Foreign language translation and language interpretation issues often come up in class action litigation. We’ve blogged about the role of certified translations by professional human translators in the process of certification for a class action. Kellogg, the nation’s largest cereal producer, is facing a class action suit based on its Cocoa Krispies brand’s claim that the cereal helps boost children’s immunity to illness. Filed in California, the suit states that the company has made “false and misleading statements about the chocolatey, sweetened rice cereal”.
The specific statement brought into question is that “eating just three-fourths of a cup of Cocoa Krispies will boost a family’s immunity to illness” and that the brand “provides 25 percent of needed antioxidants and nutrients and is an excellent source of vitamins A, B, C and E”.
According to a Consumer Affairs report, the class action states that Kellogg has “no scientific basis for its claim that eating Cocoa Krispies will help fight illness or otherwise promote good health.” Since there is no evidence that the company’s claims are true, the action states that the purpose of the statements is merely a ploy to put profits ahead of people.

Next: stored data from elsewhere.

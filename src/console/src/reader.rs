//! Foreground side of the console: blocking reads and readiness polls.
//!
//! A read is a two-state loop. While `Polling` it tries to decode one
//! character: an ordinary character moves it to `Done`, the interrupt
//! character triggers cancellation and keeps polling, and an empty or
//! incomplete ring costs exactly one call to the host's pending-work hook.
//! There is no timeout.

use core::sync::atomic::Ordering;

use kaiku_common::PollFlags;
use kaiku_hal::{CancelSignal, PendingWork};

use crate::console::Console;
use crate::decode::{CodePoint, Decoded};
use crate::relay::Relayed;
use crate::ring::{ByteQueue, Consumer};
use crate::stream::CharStream;

/// Result of a single non-blocking read attempt.
#[derive(Debug, Clone, Copy, PartialEq, Eq)]
pub enum Step {
    /// A character for the caller.
    Char(CodePoint),
    /// The interrupt character was read and cancellation requested.
    Cancelled,
    /// No complete character is buffered yet.
    NotReady,
}

#[derive(Debug, Clone, Copy, PartialEq, Eq)]
enum ReadState {
    Polling,
    Done(CodePoint),
}

/// Flags a poll query reports for `requested` with `available` bytes queued.
pub(crate) fn read_flags(requested: PollFlags, available: usize) -> PollFlags {
    if requested.contains(PollFlags::READ) && available > 0 {
        PollFlags::READ
    } else {
        PollFlags::empty()
    }
}

/// Exclusive consumer handle for one console.
pub struct Reader<'a, const N: usize> {
    console: &'a Console<N>,
    rx: Consumer<'a, N>,
}

impl<'a, const N: usize> Reader<'a, N> {
    pub(crate) fn new(console: &'a Console<N>, rx: Consumer<'a, N>) -> Self {
        Self { console, rx }
    }

    pub(crate) fn console(&self) -> &'a Console<N> {
        self.console
    }

    /// Bytes buffered right now, complete characters or not.
    pub fn available(&self) -> usize {
        self.rx.available()
    }

    /// Non-blocking readiness query.
    pub fn poll(&self, requested: PollFlags) -> PollFlags {
        read_flags(requested, self.rx.available())
    }

    /// Tries to decode and relay one character.
    pub fn step<C: CancelSignal + ?Sized>(&mut self, cancel: &mut C) -> Step {
        self.report_overflow();

        let decoded = self.console.decoder.decode(&mut self.rx);
        if let Decoded::Raw(byte) = decoded {
            self.console.raw_bytes.fetch_add(1, Ordering::Relaxed);
            log::debug!("console passing stray byte {:#04x} through", byte);
        }
        let Some(code) = decoded.code_point() else {
            return Step::NotReady;
        };

        match self.console.relay.relay(code, cancel) {
            Relayed::Deliver(code) => Step::Char(code),
            Relayed::Cancelled => {
                self.console.cancellations.fetch_add(1, Ordering::Relaxed);
                Step::Cancelled
            }
        }
    }

    /// Returns the next character if one is already buffered.
    ///
    /// Interrupt characters in front of it are relayed on the way.
    pub fn try_read<C: CancelSignal + ?Sized>(&mut self, cancel: &mut C) -> Option<CodePoint> {
        loop {
            match self.step(cancel) {
                Step::Char(code) => return Some(code),
                Step::Cancelled => continue,
                Step::NotReady => return None,
            }
        }
    }

    /// Waits for the next character, running `pending` once per empty poll.
    ///
    /// Never returns the interrupt character: each one calls `cancel` once
    /// and the wait goes on.
    pub fn blocking_read<C, P>(&mut self, cancel: &mut C, pending: &mut P) -> CodePoint
    where
        C: CancelSignal + ?Sized,
        P: PendingWork + ?Sized,
    {
        let mut state = ReadState::Polling;
        loop {
            state = match state {
                ReadState::Polling => match self.step(cancel) {
                    Step::Char(code) => ReadState::Done(code),
                    Step::Cancelled => ReadState::Polling,
                    Step::NotReady => {
                        pending.run_pending();
                        ReadState::Polling
                    }
                },
                ReadState::Done(code) => return code,
            };
        }
    }

    /// Turns this reader into an async stream of characters.
    pub fn into_stream<C: CancelSignal>(self, cancel: C) -> CharStream<'a, N, C> {
        CharStream::new(self, cancel)
    }

    /// Logs drops the foreground has not reported yet.
    fn report_overflow(&self) {
        let total = self.rx.dropped_total();
        let reported = self.console.reported_drops.swap(total, Ordering::Relaxed);
        if total != reported {
            log::warn!(
                "console rx overflow: {} bytes dropped ({} since reset)",
                total.wrapping_sub(reported),
                total
            );
        }
    }
}
//! qrprint CLI entrypoint

use clap::Parser;
use qrprint::{GeneratorOptions, Result, generate_batch, logging, vehicle_tag};
use std::path::PathBuf;
use std::process::ExitCode;

#[derive(Parser, Debug)]
#[command(
    name = "qrprint",
    version,
    about = "Batch QR code generator for printable fleet tags"
)]
struct Cli {
    /// Values to encode, one QR image per value
    #[arg(value_name = "VALUE")]
    values: Vec<String>,

    /// Optional configuration file (toml). Defaults to qrprint.toml in cwd/XDG config.
    #[arg(long, value_name = "PATH")]
    config: Option<PathBuf>,

    /// Override the output directory (takes precedence over config file)
    #[arg(long, value_name = "DIR")]
    output_dir: Option<PathBuf>,

    /// Generate a fleet tag value (VEH-<id>-XXXXXXXX) for the given vehicle id; repeatable
    #[arg(long, value_name = "ID")]
    vehicle: Vec<u64>,
}

fn main() -> ExitCode {
    let cli = Cli::parse();

    if cli.values.is_empty() && cli.vehicle.is_empty() {
        println!("Usage: qrprint VALUE1 VALUE2 ... [--vehicle ID] [--output-dir DIR]");
        return ExitCode::FAILURE;
    }

    match run(cli) {
        Ok(()) => ExitCode::SUCCESS,
        Err(err) => {
            eprintln!("Error: {err}");
            ExitCode::FAILURE
        }
    }
}

fn run(cli: Cli) -> Result<()> {
    let (mut options, config_source) = GeneratorOptions::load(cli.config.as_deref())?;

    if let Some(dir) = cli.output_dir {
        options.output_dir = dir;
    }

    logging::init(&options.logging)?;

    if let Some(path) = config_source {
        tracing::info!("Using configuration file: {}", path.display());
    }

    let mut values = cli.values;
    values.extend(cli.vehicle.into_iter().map(vehicle_tag));

    generate_batch(&values, &options)?;
    Ok(())
}
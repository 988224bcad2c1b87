//! qrprint - Batch QR code generator for printable fleet tags
//!
//! This library renders a sequence of string values into QR code PNG images
//! on disk, one file per value, sized for printing (High error correction,
//! 10px modules, 4-module quiet zone).
//!
//! # Example
//!
//! ```no_run
//! use qrprint::{GeneratorOptions, generate_batch};
//!
//! fn main() -> anyhow::Result<()> {
//!     let options = GeneratorOptions::default();
//!     let values = vec!["VEH-1-AB12CD34".to_string()];
//!
//!     let report = generate_batch(&values, &options)?;
//!     println!("Wrote {} tags", report.generated);
//!     Ok(())
//! }
//! ```

#![warn(missing_docs, rust_2024_compatibility)]

pub mod batch;
pub mod config;
pub mod encoder;
pub mod error;
pub mod logging;

// Re-exports for convenience
pub use batch::{BatchReport, generate_batch, vehicle_tag};
pub use config::{GeneratorOptions, LoggingOptions};
pub use encoder::QrEncoder;
pub use error::{Error, Result};
//! qrprint runtime configuration handling

use crate::error::{Error, Result};
use serde::{Deserialize, Serialize};
use std::env;
use std::fs;
use std::path::{Path, PathBuf};

/// Top-level configuration structure persisted to disk or environment
#[derive(Debug, Clone, Serialize, Deserialize)]
#[serde(default)]
pub struct GeneratorOptions {
    /// Directory receiving the rendered PNG files
    pub output_dir: PathBuf,
    /// Pixel width of each QR module in the rendered image
    pub module_size: u32,
    /// Whether to render the 4-module quiet zone border
    pub quiet_zone: bool,
    /// Logging configuration
    pub logging: LoggingOptions,
}

impl Default for GeneratorOptions {
    fn default() -> Self {
        Self {
            output_dir: PathBuf::from("./qr-prints"),
            module_size: 10,
            quiet_zone: true,
            logging: LoggingOptions::default(),
        }
    }
}

impl GeneratorOptions {
    /// Load configuration from an explicit path or fall back to discovered defaults.
    ///
    /// Also returns the path of the configuration file used, if any, so the
    /// caller can report it once the tracing subscriber is installed.
    pub fn load(explicit_path: Option<&Path>) -> Result<(Self, Option<PathBuf>)> {
        let source = match explicit_path {
            Some(path) => Some(path.to_path_buf()),
            None => Self::discover_file()?,
        };

        let mut config = match &source {
            Some(path) => Self::from_file(path)?,
            None => Self::default(),
        };

        config.apply_env_overrides()?;
        Ok((config, source))
    }

    /// Attempt to locate a configuration file in common locations.
    fn discover_file() -> Result<Option<PathBuf>> {
        let cwd =
            env::current_dir().map_err(|e| Error::Config(format!("Failed to read cwd: {e}")))?;
        let path = cwd.join("qrprint.toml");
        if path.exists() {
            return Ok(Some(path));
        }

        if let Some(xdg_config) = env::var_os("XDG_CONFIG_HOME") {
            let path = PathBuf::from(xdg_config).join("qrprint").join("config.toml");
            if path.exists() {
                return Ok(Some(path));
            }
        }

        Ok(None)
    }

    /// Read configuration from a concrete file path.
    pub fn from_file(path: &Path) -> Result<Self> {
        let contents = fs::read_to_string(path)
            .map_err(|e| Error::Config(format!("Failed to read {}: {e}", path.display())))?;

        toml::from_str(&contents)
            .map_err(|e| Error::Config(format!("Failed to parse TOML {}: {e}", path.display())))
    }

    /// Apply environment variable overrides after file/default loading.
    ///
    /// Unparsable values are configuration errors, not silently retained
    /// defaults.
    fn apply_env_overrides(&mut self) -> Result<()> {
        if let Ok(dir) = env::var("QRPRINT_OUTPUT_DIR") {
            if !dir.trim().is_empty() {
                self.output_dir = PathBuf::from(dir);
            }
        }
        if let Ok(size) = env::var("QRPRINT_MODULE_SIZE") {
            let parsed = size.parse::<u32>().map_err(|e| {
                Error::Config(format!("Invalid QRPRINT_MODULE_SIZE '{size}': {e}"))
            })?;
            self.module_size = parsed.max(1);
        }
        if let Ok(quiet) = env::var("QRPRINT_QUIET_ZONE") {
            self.quiet_zone = parse_bool(&quiet).ok_or_else(|| {
                Error::Config(format!(
                    "Invalid QRPRINT_QUIET_ZONE '{quiet}', expected on/off"
                ))
            })?;
        }
        self.logging.apply_env_overrides()
    }
}

fn parse_bool(value: &str) -> Option<bool> {
    match value.to_ascii_lowercase().as_str() {
        "1" | "true" | "on" => Some(true),
        "0" | "false" | "off" => Some(false),
        _ => None,
    }
}

/// Structured logging configuration
#[derive(Debug, Clone, Serialize, Deserialize)]
#[serde(default)]
pub struct LoggingOptions {
    /// Default log level (overridable via `QRPRINT_LOG_LEVEL`)
    pub level: String,
    /// Optional log file path for teeing structured logs
    pub file: Option<PathBuf>,
    /// Force ANSI colors in stderr logging
    pub color: bool,
}

impl Default for LoggingOptions {
    fn default() -> Self {
        Self {
            level: "warn".to_string(),
            file: None,
            color: true,
        }
    }
}

impl LoggingOptions {
    pub(crate) fn apply_env_overrides(&mut self) -> Result<()> {
        if let Ok(level) = env::var("QRPRINT_LOG_LEVEL") {
            // Validated by EnvFilter when the subscriber is installed.
            self.level = level;
        }
        if let Ok(file) = env::var("QRPRINT_LOG_FILE") {
            self.file = Some(PathBuf::from(file));
        }
        if let Ok(color) = env::var("QRPRINT_LOG_COLOR") {
            self.color = parse_bool(&color).ok_or_else(|| {
                Error::Config(format!(
                    "Invalid QRPRINT_LOG_COLOR '{color}', expected on/off"
                ))
            })?;
        }
        Ok(())
    }
}

#[cfg(test)]
mod tests {
    use super::*;

    #[test]
    fn test_defaults_match_print_settings() {
        let config = GeneratorOptions::default();
        assert_eq!(config.output_dir, PathBuf::from("./qr-prints"));
        assert_eq!(config.module_size, 10);
        assert!(config.quiet_zone);
        assert_eq!(config.logging.level, "warn");
    }

    #[test]
    fn test_parse_toml() {
        let config: GeneratorOptions = toml::from_str(
            r#"
            output_dir = "/tmp/tags"
            module_size = 6

            [logging]
            level = "debug"
            "#,
        )
        .unwrap();
        assert_eq!(config.output_dir, PathBuf::from("/tmp/tags"));
        assert_eq!(config.module_size, 6);
        assert!(config.quiet_zone);
        assert_eq!(config.logging.level, "debug");
    }

    #[test]
    fn test_parse_empty_toml_uses_defaults() {
        let config: GeneratorOptions = toml::from_str("").unwrap();
        assert_eq!(config.module_size, 10);
    }

    // Tests below touch process environment; serialize them.
    static ENV_LOCK: std::sync::Mutex<()> = std::sync::Mutex::new(());

    #[test]
    fn test_env_overrides_reject_invalid_values() {
        let _guard = ENV_LOCK.lock().unwrap();

        unsafe { env::set_var("QRPRINT_MODULE_SIZE", "6") };
        let mut config = GeneratorOptions::default();
        config.apply_env_overrides().unwrap();
        assert_eq!(config.module_size, 6);

        unsafe { env::set_var("QRPRINT_MODULE_SIZE", "not-a-number") };
        let mut config = GeneratorOptions::default();
        assert!(matches!(
            config.apply_env_overrides(),
            Err(Error::Config(_))
        ));

        unsafe { env::set_var("QRPRINT_MODULE_SIZE", "10") };
        unsafe { env::set_var("QRPRINT_QUIET_ZONE", "sideways") };
        let mut config = GeneratorOptions::default();
        assert!(matches!(
            config.apply_env_overrides(),
            Err(Error::Config(_))
        ));

        unsafe {
            env::remove_var("QRPRINT_MODULE_SIZE");
            env::remove_var("QRPRINT_QUIET_ZONE");
        }
    }

    #[test]
    fn test_load_reports_config_source() {
        let _guard = ENV_LOCK.lock().unwrap();

        let dir = std::env::temp_dir().join(format!("qrprint-config-{}", std::process::id()));
        fs::create_dir_all(&dir).unwrap();
        let path = dir.join("qrprint.toml");
        fs::write(&path, "module_size = 4\n").unwrap();

        let (config, source) = GeneratorOptions::load(Some(&path)).unwrap();
        assert_eq!(config.module_size, 4);
        assert_eq!(source, Some(path));

        fs::remove_dir_all(&dir).unwrap();
    }
}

An interesting side to this action is the role that foreign language speakers play – especially in such states as California. When no foreign language translation of the product information is provided, it is questionable whether a non-native English speaker can be included in the class action – as defendants in the past have raised the question of how one can be misled when they are not able to understand the English text. On the other side are those who argue that in advertisements, claims are often made using simple language and relying heavily on visuals – meaning that regardless of a foreign language translation of the actual text, the misleading information is understandable and thus one can be part of the class action.